[Problem details]
Search the records for the word "UploadRequest". Copy every line where it appears.

[Saved entries]
↓↓↓

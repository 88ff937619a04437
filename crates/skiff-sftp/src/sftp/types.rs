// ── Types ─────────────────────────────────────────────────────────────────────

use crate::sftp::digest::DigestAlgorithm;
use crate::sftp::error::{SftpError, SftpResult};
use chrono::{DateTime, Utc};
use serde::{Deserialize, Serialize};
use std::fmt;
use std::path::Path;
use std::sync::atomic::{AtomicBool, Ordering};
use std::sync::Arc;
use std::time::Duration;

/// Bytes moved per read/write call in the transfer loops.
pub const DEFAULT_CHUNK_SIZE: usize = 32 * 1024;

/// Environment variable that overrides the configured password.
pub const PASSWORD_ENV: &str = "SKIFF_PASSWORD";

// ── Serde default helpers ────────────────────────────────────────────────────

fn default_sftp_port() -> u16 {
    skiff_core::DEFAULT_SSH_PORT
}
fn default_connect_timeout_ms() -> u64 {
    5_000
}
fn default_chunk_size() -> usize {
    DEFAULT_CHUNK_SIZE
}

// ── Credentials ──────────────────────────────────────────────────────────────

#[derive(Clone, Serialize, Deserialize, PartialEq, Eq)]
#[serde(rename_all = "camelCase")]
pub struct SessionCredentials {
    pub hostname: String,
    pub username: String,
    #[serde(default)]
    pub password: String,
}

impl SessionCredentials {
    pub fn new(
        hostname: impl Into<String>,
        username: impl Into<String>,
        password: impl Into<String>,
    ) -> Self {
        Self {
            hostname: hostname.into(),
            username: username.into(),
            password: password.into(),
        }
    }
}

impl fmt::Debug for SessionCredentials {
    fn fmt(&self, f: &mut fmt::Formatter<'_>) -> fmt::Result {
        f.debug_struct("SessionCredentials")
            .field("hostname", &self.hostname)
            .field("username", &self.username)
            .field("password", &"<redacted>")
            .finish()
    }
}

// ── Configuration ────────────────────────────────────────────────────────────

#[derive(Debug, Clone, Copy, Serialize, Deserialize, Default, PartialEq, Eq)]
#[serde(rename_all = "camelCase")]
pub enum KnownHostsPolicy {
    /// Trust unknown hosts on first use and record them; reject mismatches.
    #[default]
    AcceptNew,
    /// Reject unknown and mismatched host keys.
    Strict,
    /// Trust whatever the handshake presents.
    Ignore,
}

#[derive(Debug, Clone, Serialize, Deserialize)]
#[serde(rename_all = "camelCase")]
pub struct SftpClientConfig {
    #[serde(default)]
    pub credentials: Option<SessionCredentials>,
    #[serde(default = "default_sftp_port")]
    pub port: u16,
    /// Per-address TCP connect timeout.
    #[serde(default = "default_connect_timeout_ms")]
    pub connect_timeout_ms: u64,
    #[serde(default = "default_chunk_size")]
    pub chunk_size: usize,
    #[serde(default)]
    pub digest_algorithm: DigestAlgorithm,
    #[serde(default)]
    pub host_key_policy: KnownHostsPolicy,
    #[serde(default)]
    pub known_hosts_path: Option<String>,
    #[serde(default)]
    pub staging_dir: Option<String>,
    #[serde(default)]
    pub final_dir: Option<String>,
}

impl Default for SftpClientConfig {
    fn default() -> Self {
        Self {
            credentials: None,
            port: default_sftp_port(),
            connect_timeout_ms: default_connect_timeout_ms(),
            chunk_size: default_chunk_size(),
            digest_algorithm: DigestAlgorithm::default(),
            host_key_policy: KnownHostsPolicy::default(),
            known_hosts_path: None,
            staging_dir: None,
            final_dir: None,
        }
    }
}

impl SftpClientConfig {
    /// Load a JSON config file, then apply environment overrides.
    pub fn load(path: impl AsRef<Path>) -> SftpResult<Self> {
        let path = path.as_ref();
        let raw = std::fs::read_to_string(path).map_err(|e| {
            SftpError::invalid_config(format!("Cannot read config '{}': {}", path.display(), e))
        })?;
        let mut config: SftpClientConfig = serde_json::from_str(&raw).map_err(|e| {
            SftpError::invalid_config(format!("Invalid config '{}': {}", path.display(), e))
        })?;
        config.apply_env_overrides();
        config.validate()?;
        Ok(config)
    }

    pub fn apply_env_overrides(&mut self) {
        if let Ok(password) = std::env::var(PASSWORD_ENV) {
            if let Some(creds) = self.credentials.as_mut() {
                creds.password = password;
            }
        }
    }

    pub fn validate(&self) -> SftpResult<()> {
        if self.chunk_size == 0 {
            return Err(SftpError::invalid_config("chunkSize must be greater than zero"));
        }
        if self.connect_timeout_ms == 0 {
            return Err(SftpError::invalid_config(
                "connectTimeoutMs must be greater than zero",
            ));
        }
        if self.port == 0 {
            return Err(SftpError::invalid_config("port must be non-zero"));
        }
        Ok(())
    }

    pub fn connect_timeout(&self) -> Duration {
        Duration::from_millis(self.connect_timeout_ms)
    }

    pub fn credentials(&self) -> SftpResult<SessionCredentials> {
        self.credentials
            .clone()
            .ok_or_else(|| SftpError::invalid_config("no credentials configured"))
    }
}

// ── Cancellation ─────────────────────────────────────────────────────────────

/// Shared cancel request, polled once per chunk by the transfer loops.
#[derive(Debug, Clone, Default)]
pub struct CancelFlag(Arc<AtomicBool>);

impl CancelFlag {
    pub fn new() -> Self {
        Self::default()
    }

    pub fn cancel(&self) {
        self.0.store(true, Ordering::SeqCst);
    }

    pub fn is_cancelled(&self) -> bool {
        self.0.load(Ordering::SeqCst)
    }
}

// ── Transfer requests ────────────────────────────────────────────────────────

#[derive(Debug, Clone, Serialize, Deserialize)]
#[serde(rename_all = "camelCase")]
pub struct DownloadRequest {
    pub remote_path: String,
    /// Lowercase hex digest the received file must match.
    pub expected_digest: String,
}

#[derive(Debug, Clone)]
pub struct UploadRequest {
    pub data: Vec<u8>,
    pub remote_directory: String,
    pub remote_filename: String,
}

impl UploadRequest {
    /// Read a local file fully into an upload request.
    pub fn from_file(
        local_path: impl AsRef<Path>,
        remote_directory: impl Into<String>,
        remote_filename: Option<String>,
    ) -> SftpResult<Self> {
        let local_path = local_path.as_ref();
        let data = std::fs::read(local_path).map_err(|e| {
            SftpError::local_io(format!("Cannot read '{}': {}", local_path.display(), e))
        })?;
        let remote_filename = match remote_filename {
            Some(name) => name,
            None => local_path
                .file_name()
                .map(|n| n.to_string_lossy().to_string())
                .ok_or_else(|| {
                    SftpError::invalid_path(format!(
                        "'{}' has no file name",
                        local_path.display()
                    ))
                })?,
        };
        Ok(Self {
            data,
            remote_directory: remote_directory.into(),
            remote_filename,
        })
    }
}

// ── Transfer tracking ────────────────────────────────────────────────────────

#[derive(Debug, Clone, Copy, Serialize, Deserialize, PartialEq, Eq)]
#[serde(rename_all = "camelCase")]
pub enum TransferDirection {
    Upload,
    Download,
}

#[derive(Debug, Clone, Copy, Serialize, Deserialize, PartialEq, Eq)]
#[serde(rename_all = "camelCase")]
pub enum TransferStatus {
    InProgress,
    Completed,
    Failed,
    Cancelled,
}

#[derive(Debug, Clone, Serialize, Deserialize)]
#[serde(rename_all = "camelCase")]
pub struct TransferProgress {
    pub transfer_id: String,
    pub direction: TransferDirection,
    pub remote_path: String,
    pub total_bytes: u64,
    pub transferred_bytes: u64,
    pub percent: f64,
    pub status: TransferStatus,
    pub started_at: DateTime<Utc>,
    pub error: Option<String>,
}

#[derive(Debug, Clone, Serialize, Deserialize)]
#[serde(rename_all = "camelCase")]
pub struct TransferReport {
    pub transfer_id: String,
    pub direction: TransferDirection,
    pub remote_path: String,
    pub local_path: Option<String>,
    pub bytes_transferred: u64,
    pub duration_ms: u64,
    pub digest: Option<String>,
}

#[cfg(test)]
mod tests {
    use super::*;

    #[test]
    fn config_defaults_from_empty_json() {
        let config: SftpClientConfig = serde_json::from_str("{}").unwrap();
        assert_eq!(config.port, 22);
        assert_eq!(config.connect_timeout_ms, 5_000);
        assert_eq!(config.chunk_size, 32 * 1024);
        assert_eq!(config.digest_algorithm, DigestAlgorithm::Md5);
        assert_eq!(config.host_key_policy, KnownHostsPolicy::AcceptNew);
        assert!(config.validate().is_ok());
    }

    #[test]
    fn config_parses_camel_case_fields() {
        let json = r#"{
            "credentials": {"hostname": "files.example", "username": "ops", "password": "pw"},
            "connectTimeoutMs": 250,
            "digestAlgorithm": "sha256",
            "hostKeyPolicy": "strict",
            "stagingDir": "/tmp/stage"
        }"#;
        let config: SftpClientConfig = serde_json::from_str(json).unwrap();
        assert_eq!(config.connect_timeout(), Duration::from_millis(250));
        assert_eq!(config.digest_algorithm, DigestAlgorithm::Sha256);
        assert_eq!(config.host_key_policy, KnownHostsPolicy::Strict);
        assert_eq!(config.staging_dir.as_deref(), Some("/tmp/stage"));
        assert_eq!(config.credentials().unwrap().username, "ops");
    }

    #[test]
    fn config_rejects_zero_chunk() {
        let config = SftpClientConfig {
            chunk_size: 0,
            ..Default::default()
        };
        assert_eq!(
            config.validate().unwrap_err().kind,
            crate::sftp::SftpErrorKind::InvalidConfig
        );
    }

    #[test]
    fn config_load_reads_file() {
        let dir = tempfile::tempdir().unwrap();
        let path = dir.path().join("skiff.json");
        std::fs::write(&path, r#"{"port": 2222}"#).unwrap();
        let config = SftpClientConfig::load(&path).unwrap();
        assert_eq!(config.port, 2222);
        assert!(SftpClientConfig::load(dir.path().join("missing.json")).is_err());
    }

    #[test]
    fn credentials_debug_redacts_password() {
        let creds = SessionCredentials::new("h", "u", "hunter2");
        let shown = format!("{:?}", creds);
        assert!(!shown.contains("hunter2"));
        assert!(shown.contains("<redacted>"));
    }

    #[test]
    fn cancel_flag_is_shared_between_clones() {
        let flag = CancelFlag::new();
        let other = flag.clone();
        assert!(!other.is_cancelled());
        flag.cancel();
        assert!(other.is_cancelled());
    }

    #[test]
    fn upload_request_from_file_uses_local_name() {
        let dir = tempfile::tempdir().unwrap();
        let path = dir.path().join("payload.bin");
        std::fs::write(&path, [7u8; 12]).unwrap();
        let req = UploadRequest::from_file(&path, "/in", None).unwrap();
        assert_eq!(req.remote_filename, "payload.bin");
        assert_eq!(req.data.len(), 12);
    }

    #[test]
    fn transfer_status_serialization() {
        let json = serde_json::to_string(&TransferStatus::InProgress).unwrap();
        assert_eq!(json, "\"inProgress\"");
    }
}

↑↑↑

[Answer to the exercise]
pub struct UploadRequest {
impl UploadRequest {
        let req = UploadRequest::from_file(&path, "/in", None).unwrap();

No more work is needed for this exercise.